Perhaps she thought that allowing Broinowski full access to her would be a chance to give her side of the story. But instead she is presented with damning indictments by – well, just about everybody. Undeterred, she agrees to visit Jordan with the film crew, and show them concrete evidence of the truth of her story...
It’s a tangled tale, and Broinowski sometimes uses a few too many Michael Moore-style tactics (faux surprise, superimposed footage from old movies) which simply distract from the documentary’s main thrust. They also fuel Norma’s argument that her critics are just as economical with the actualite in their allegations (that’s if they’re not all secretly working for the Jordanian government, of course) – though Norma’s description of Malcolm Knox as being motivated “just by ego and a desire for fame” is chutzpah of a truly Olympic standard.

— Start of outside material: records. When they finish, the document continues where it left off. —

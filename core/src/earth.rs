//! Earth-related constants, geodetic fixes and local tangent-plane conversions
//!
//! This module contains the geodetic layer of the toolbox: the [`GeoPoint`] fix type as it is
//! recorded by a GNSS receiver, the conversions between geodetic coordinates (degrees latitude,
//! degrees longitude, meters altitude) and a local East-North-Up (ENU) Cartesian frame, and a
//! distance metric between two fixes. The Earth is treated as a sphere of mean radius
//! [`MEAN_RADIUS`] for these conversions. A small number of WGS84 constants are also kept for
//! the gravity model used to remove gravitational acceleration from specific force.
//!
//! # Coordinate Systems
//! The local frame is a right-handed ENU frame anchored at a reference fix. Positions in the
//! local frame are plain `nalgebra::Vector3<f64>` values ordered `[east, north, up]` in meters.
//! The vector never carries its reference with it; [`LocalFrame`] pairs the two so callers do not
//! have to track frame identity by hand.
//!
//! The forward and reverse conversions use an equirectangular (planar) approximation:
//!
//! $$
//! e = \Delta\lambda \, R \cos\phi_0, \quad n = \Delta\phi \, R, \quad u = \Delta h
//! $$
//!
//! This is only valid for displacements that are small relative to the Earth's radius. Errors
//! grow with distance from the reference and as the reference latitude approaches the poles,
//! where $\cos\phi_0 \to 0$. Do not use it for continental-scale spans or near-polar references.

// ----------
// Working notes:
// The reverse conversion divides by cos(reference latitude). Rather than returning an unbounded
// or NaN longitude near the poles, it refuses the conversion with a GeodeticError.
// ----------
use ::nalgebra::Vector3;
use serde::{Deserialize, Serialize};
use std::fmt::{self, Display};
use thiserror::Error;

// Earth constants (WGS84)
/// Earth's equitorial radius in meters
pub const EQUATORIAL_RADIUS: f64 = 6378137.0; // meters
/// Earth's polar radius in meters
pub const POLAR_RADIUS: f64 = 6356752.31425; // meters
/// Earth's mean radius in meters
pub const MEAN_RADIUS: f64 = 6371000.0; // meters
/// Earth's eccentricity ($e$)
pub const ECCENTRICITY: f64 = 0.0818191908425; // unit-less
/// Earth's eccentricity squared ($e^2$)
pub const ECCENTRICITY_SQUARED: f64 = ECCENTRICITY * ECCENTRICITY;
/// Earth's gravitational acceleration at the equator ($g_e$) in $m/s^2$
pub const GE: f64 = 9.7803253359; // m/s^2, equatorial radius
/// Earth's gravitational acceleration at the poles ($g_p$) in $m/s^2$
pub const GP: f64 = 9.8321849378; // $m/s^2$, polar radius
/// Somigliana's constant ($K$)
pub const K: f64 = (POLAR_RADIUS * GP - EQUATORIAL_RADIUS * GE) / (EQUATORIAL_RADIUS * GE); // Somigliana's constant

// Plausibility limits for a usable fix
/// Lowest plausible fix altitude in meters (Dead Sea shore is ~-430 m)
pub const MIN_ALTITUDE: f64 = -500.0;
/// Highest plausible fix altitude in meters (Mt. Everest is ~8,848 m)
pub const MAX_ALTITUDE: f64 = 9000.0;
/// Minimum number of satellites for a usable fix
pub const MIN_SATELLITES: u32 = 3;
/// Smallest |cos(reference latitude)| the reverse conversion accepts (|latitude| <= ~89.94 deg)
pub const POLAR_COS_LIMIT: f64 = 1e-3;

/// Errors raised by the geodetic conversions
#[derive(Error, Debug, Clone, Copy, PartialEq)]
pub enum GeodeticError {
    #[error("reference latitude {latitude} deg is too close to a pole for a local ENU frame")]
    DegenerateReference { latitude: f64 },

    #[error("non-finite coordinate in geodetic conversion")]
    NonFinite,
}

/// Qualitative GNSS receiver lock indicator
#[derive(Clone, Copy, Debug, Default, PartialEq, Eq, Hash, Serialize, Deserialize)]
pub enum FixType {
    /// No usable position solution
    #[default]
    NoFix,
    /// Horizontal-only solution
    Fix2D,
    /// Full three dimensional solution
    Fix3D,
    /// Differentially corrected solution
    Dgps,
}
impl FixType {
    /// Map the integer fix code used in sensor logs (0 = none, 1 = 2D, 2 = 3D, 3 = DGPS).
    /// Unknown codes are treated as no fix.
    pub fn from_code(code: u8) -> FixType {
        match code {
            1 => FixType::Fix2D,
            2 => FixType::Fix3D,
            3 => FixType::Dgps,
            _ => FixType::NoFix,
        }
    }
    /// Integer code of this fix type, the inverse of [`FixType::from_code`]
    pub fn code(&self) -> u8 {
        match self {
            FixType::NoFix => 0,
            FixType::Fix2D => 1,
            FixType::Fix3D => 2,
            FixType::Dgps => 3,
        }
    }
    pub fn has_fix(&self) -> bool {
        *self != FixType::NoFix
    }
}

/// A geodetic GNSS fix with receiver quality metadata.
///
/// A `GeoPoint` can hold any values; whether it is usable for navigation is answered by
/// [`GeoPoint::is_valid`] rather than enforced at construction. The only designed mutator is
/// [`GeoPoint::from_enu`], which overwrites the coordinates from a local-frame position.
#[derive(Clone, Copy, Debug, Default, PartialEq, Serialize, Deserialize)]
pub struct GeoPoint {
    /// Latitude in degrees, positive north
    pub latitude: f64,
    /// Longitude in degrees, positive east
    pub longitude: f64,
    /// Altitude in meters above sea level
    pub altitude: f64,
    /// Estimated horizontal error in meters
    pub accuracy: f64,
    /// Receiver fix quality
    pub fix_type: FixType,
    /// Number of satellites used in the solution
    pub satellite_count: u32,
}
impl Display for GeoPoint {
    fn fmt(&self, f: &mut fmt::Formatter<'_>) -> fmt::Result {
        write!(
            f,
            "GeoPoint {{ lat: {:.7} deg, lon: {:.7} deg, alt: {:.2} m, acc: {:.1} m, fix: {:?}, sats: {} }}",
            self.latitude,
            self.longitude,
            self.altitude,
            self.accuracy,
            self.fix_type,
            self.satellite_count
        )
    }
}
impl GeoPoint {
    /// Create a new fix from its raw fields. No validation is performed.
    ///
    /// # Example
    /// ```rust
    /// use reckon::earth::{FixType, GeoPoint};
    /// let warsaw = GeoPoint::new(52.2297, 21.0122, 100.0, 2.5, FixType::Fix3D, 8);
    /// assert!(warsaw.is_valid());
    /// ```
    pub fn new(
        latitude: f64,
        longitude: f64,
        altitude: f64,
        accuracy: f64,
        fix_type: FixType,
        satellite_count: u32,
    ) -> GeoPoint {
        GeoPoint {
            latitude,
            longitude,
            altitude,
            accuracy,
            fix_type,
            satellite_count,
        }
    }
    /// True when the fix is plausible and usable for navigation: latitude in [-90, 90],
    /// longitude in [-180, 180], altitude in [-500, 9000] m, a fix is present and at least
    /// three satellites were used. Boundary values are accepted. NaN coordinates are rejected.
    pub fn is_valid(&self) -> bool {
        (-90.0..=90.0).contains(&self.latitude)
            && (-180.0..=180.0).contains(&self.longitude)
            && (MIN_ALTITUDE..=MAX_ALTITUDE).contains(&self.altitude)
            && self.fix_type.has_fix()
            && self.satellite_count >= MIN_SATELLITES
    }
    /// Convert this fix to a local East-North-Up position relative to `reference`.
    ///
    /// # Arguments
    /// * `reference` - fix the local frame is anchored at; only its coordinates are used.
    ///
    /// # Returns
    /// `[east, north, up]` in meters.
    ///
    /// # Example
    /// ```rust
    /// use reckon::earth::{FixType, GeoPoint};
    /// let a = GeoPoint::new(52.2297, 21.0122, 100.0, 2.5, FixType::Fix3D, 8);
    /// let b = GeoPoint::new(52.2297, 21.0222, 100.0, 2.5, FixType::Fix3D, 8);
    /// let enu = b.to_enu(&a);
    /// assert!((enu[0] - 681.1).abs() < 0.1);
    /// ```
    pub fn to_enu(&self, reference: &GeoPoint) -> Vector3<f64> {
        let reference_latitude = reference.latitude.to_radians();
        let delta_latitude = (self.latitude - reference.latitude).to_radians();
        let delta_longitude = (self.longitude - reference.longitude).to_radians();
        let east = delta_longitude * MEAN_RADIUS * reference_latitude.cos();
        let north = delta_latitude * MEAN_RADIUS;
        let up = self.altitude - reference.altitude;
        Vector3::new(east, north, up)
    }
    /// Overwrite latitude, longitude and altitude from a local ENU position relative to
    /// `reference`. This is the exact algebraic inverse of [`GeoPoint::to_enu`].
    ///
    /// Accuracy, fix type and satellite count are left untouched. The point is not modified
    /// when an error is returned.
    ///
    /// # Errors
    /// * [`GeodeticError::DegenerateReference`] if the reference is within
    ///   [`POLAR_COS_LIMIT`] of a pole, or the east offset would span more than half a turn of
    ///   longitude.
    /// * [`GeodeticError::NonFinite`] if the position or reference contains NaN or infinity.
    pub fn from_enu(
        &mut self,
        enu: &Vector3<f64>,
        reference: &GeoPoint,
    ) -> Result<(), GeodeticError> {
        if !enu.iter().all(|v| v.is_finite())
            || !reference.latitude.is_finite()
            || !reference.longitude.is_finite()
            || !reference.altitude.is_finite()
        {
            return Err(GeodeticError::NonFinite);
        }
        let reference_latitude = reference.latitude.to_radians();
        let cos_latitude = reference_latitude.cos();
        if cos_latitude.abs() < POLAR_COS_LIMIT {
            return Err(GeodeticError::DegenerateReference {
                latitude: reference.latitude,
            });
        }
        let delta_latitude = enu[1] / MEAN_RADIUS;
        let delta_longitude = enu[0] / (MEAN_RADIUS * cos_latitude);
        if delta_longitude.abs() > std::f64::consts::PI {
            return Err(GeodeticError::DegenerateReference {
                latitude: reference.latitude,
            });
        }
        self.latitude = (reference_latitude + delta_latitude).to_degrees();
        self.longitude = (reference.longitude.to_radians() + delta_longitude).to_degrees();
        self.altitude = reference.altitude + enu[2];
        Ok(())
    }
    /// Distance in meters to another fix.
    ///
    /// The surface distance is the haversine great-circle distance on a sphere of radius
    /// [`MEAN_RADIUS`]; the altitude difference is combined with it as the second leg of a
    /// right triangle. Reasonable for short ranges only.
    pub fn distance_to(&self, other: &GeoPoint) -> f64 {
        let surface = haversine_distance(
            self.latitude,
            self.longitude,
            other.latitude,
            other.longitude,
        );
        let altitude_difference = other.altitude - self.altitude;
        (surface * surface + altitude_difference * altitude_difference).sqrt()
    }
}

/// A local East-North-Up frame anchored at a reference fix.
///
/// Positions handed out by [`LocalFrame::to_local`] are only meaningful together with the frame
/// that produced them.
#[derive(Clone, Copy, Debug, PartialEq, Serialize, Deserialize)]
pub struct LocalFrame {
    origin: GeoPoint,
}
impl LocalFrame {
    pub fn new(origin: GeoPoint) -> LocalFrame {
        LocalFrame { origin }
    }
    pub fn origin(&self) -> &GeoPoint {
        &self.origin
    }
    /// Express a fix in this frame
    pub fn to_local(&self, point: &GeoPoint) -> Vector3<f64> {
        point.to_enu(&self.origin)
    }
    /// Convert a position in this frame back to a geodetic fix. The returned point carries the
    /// origin's accuracy, fix type and satellite count.
    pub fn to_geodetic(&self, position: &Vector3<f64>) -> Result<GeoPoint, GeodeticError> {
        let mut point = self.origin;
        point.from_enu(position, &self.origin)?;
        Ok(point)
    }
}

/// Haversine great-circle distance in meters between two latitude/longitude pairs in degrees
/// on a sphere of radius [`MEAN_RADIUS`].
pub fn haversine_distance(lat1: f64, lon1: f64, lat2: f64, lon2: f64) -> f64 {
    let lat1_rad = lat1.to_radians();
    let lat2_rad = lat2.to_radians();
    let delta_lat = (lat2 - lat1).to_radians();
    let delta_lon = (lon2 - lon1).to_radians();

    let a = (delta_lat / 2.0).sin().powi(2)
        + lat1_rad.cos() * lat2_rad.cos() * (delta_lon / 2.0).sin().powi(2);
    let c = 2.0 * a.sqrt().atan2((1.0 - a).sqrt());

    MEAN_RADIUS * c
}
/// Calculate the WGS84 gravity scalar
///
/// The [gravity model](https://en.wikipedia.org/wiki/Gravity_of_Earth) is based on the [Somigliana
/// method](https://en.wikipedia.org/wiki/Theoretical_gravity#Somigliana_equation), which models
/// the Earth's gravity as a function of the latitude and altitude. Free-air correction is applied.
///
/// # Parameters
/// - `latitude` - The WGS84 latitude in degrees
/// - `altitude` - The WGS84 altitude in meters
///
/// # Returns
/// The gravitational force scalar in m/s^2
///
/// # Example
/// ```rust
/// use reckon::earth;
/// let latitude: f64 = 45.0;
/// let altitude: f64 = 1000.0;
/// let grav = earth::gravity(&latitude, &altitude);
/// ```
pub fn gravity(latitude: &f64, altitude: &f64) -> f64 {
    let sin_lat: f64 = (latitude).to_radians().sin();
    let g0: f64 = (GE * (1.0 + K * sin_lat * sin_lat))
        / (1.0 - ECCENTRICITY_SQUARED * sin_lat * sin_lat).sqrt();
    g0 - 3.08e-6 * altitude
}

The film is full of moments like this and with a bit more focus on the wider issues raised by Norma’s story – as well as feeding lurid western stereotypes of the Islamic ‘other’ it also seemed to me to be an early example of ‘victim lit’, with its similarly troubling willingness to accept ‘harrowing true life stories’ at face value – it could have been one of the great documentaries.
But it’s still a terrific tale; you may well find yourself rooting for Norma in the early scenes, too, and even as all her evasions and half-truths are exposed it’s possible to question whether she is just a pathological liar and manipulator, or a very damaged woman who wanted to write her way out of a dreadful life and didn’t understand the difference between fact, fiction and ‘faction’. In the end, we’ve probably all wished that our lives made a better story than the boring, messy truth.
But, as the film makes clear, in pretending that hers actually did Norma Khouri did more harm than good in the fight against a genuine problem – and hurt a lot of people who truly believed in her.